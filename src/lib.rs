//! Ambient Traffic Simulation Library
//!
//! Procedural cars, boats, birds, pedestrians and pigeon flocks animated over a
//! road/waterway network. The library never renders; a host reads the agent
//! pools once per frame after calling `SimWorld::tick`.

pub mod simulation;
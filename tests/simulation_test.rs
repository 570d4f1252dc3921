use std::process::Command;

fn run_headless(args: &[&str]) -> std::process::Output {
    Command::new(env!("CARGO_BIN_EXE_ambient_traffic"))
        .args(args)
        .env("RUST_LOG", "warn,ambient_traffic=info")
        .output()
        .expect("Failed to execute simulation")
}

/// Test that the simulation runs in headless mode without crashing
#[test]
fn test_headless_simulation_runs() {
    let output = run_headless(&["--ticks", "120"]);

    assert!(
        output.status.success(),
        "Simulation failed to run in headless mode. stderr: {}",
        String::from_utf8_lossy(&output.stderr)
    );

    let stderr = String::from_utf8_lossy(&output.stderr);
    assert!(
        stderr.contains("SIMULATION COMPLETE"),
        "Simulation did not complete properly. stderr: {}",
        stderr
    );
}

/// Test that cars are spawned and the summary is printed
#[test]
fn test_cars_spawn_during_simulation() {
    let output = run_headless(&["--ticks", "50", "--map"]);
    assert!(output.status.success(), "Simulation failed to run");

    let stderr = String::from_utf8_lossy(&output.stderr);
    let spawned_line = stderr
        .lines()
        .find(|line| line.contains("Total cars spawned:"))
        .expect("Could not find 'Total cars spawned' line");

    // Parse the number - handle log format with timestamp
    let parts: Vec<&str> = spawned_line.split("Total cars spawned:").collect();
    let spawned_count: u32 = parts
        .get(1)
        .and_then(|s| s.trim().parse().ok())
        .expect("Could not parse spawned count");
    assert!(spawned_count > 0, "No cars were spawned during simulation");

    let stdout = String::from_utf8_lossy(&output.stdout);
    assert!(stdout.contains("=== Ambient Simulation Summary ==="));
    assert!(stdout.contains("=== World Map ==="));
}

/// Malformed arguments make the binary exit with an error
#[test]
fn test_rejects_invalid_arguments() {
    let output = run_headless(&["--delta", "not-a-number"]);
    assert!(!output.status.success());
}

### [INSTRUCTIONS FOR THE TASK]
Here you need to write out the listing above exactly, from its first line to its last.

### [RESULT]
filename src/lib.rs
//! Ambient Traffic Simulation Library
//!
//! Procedural cars, boats, birds, pedestrians and pigeon flocks animated over a
//! road/waterway network. The library never renders; a host reads the agent
//! pools once per frame after calling `SimWorld::tick`.

pub mod simulation;
filename tests/simulation_test.rs
repository 570d4f1252dc3921
use std::process::Command;

fn run_headless(args: &[&str]) -> std::process::Output {
    Command::new(env!("CARGO_BIN_EXE_ambient_traffic"))
        .args(args)
        .env("RUST_LOG", "warn,ambient_traffic=info")
        .output()
        .expect("Failed to execute simulation")
}

/// Test that the simulation runs in headless mode without crashing
#[test]
fn test_headless_simulation_runs() {
    let output = run_headless(&["--ticks", "120"]);

    assert!(
        output.status.success(),
        "Simulation failed to run in headless mode. stderr: {}",
        String::from_utf8_lossy(&output.stderr)
    );

    let stderr = String::from_utf8_lossy(&output.stderr);
    assert!(
        stderr.contains("SIMULATION COMPLETE"),
        "Simulation did not complete properly. stderr: {}",
        stderr
    );
}

/// Test that cars are spawned and the summary is printed
#[test]
fn test_cars_spawn_during_simulation() {
    let output = run_headless(&["--ticks", "50", "--map"]);
    assert!(output.status.success(), "Simulation failed to run");

    let stderr = String::from_utf8_lossy(&output.stderr);
    let spawned_line = stderr
        .lines()
        .find(|line| line.contains("Total cars spawned:"))
        .expect("Could not find 'Total cars spawned' line");

    // Parse the number - handle log format with timestamp
    let parts: Vec<&str> = spawned_line.split("Total cars spawned:").collect();
    let spawned_count: u32 = parts
        .get(1)
        .and_then(|s| s.trim().parse().ok())
        .expect("Could not parse spawned count");
    assert!(spawned_count > 0, "No cars were spawned during simulation");

    let stdout = String::from_utf8_lossy(&output.stdout);
    assert!(stdout.contains("=== Ambient Simulation Summary ==="));
    assert!(stdout.contains("=== World Map ==="));
}

/// Malformed arguments make the binary exit with an error
#[test]
fn test_rejects_invalid_arguments() {
    let output = run_headless(&["--delta", "not-a-number"]);
    assert!(!output.status.success());
}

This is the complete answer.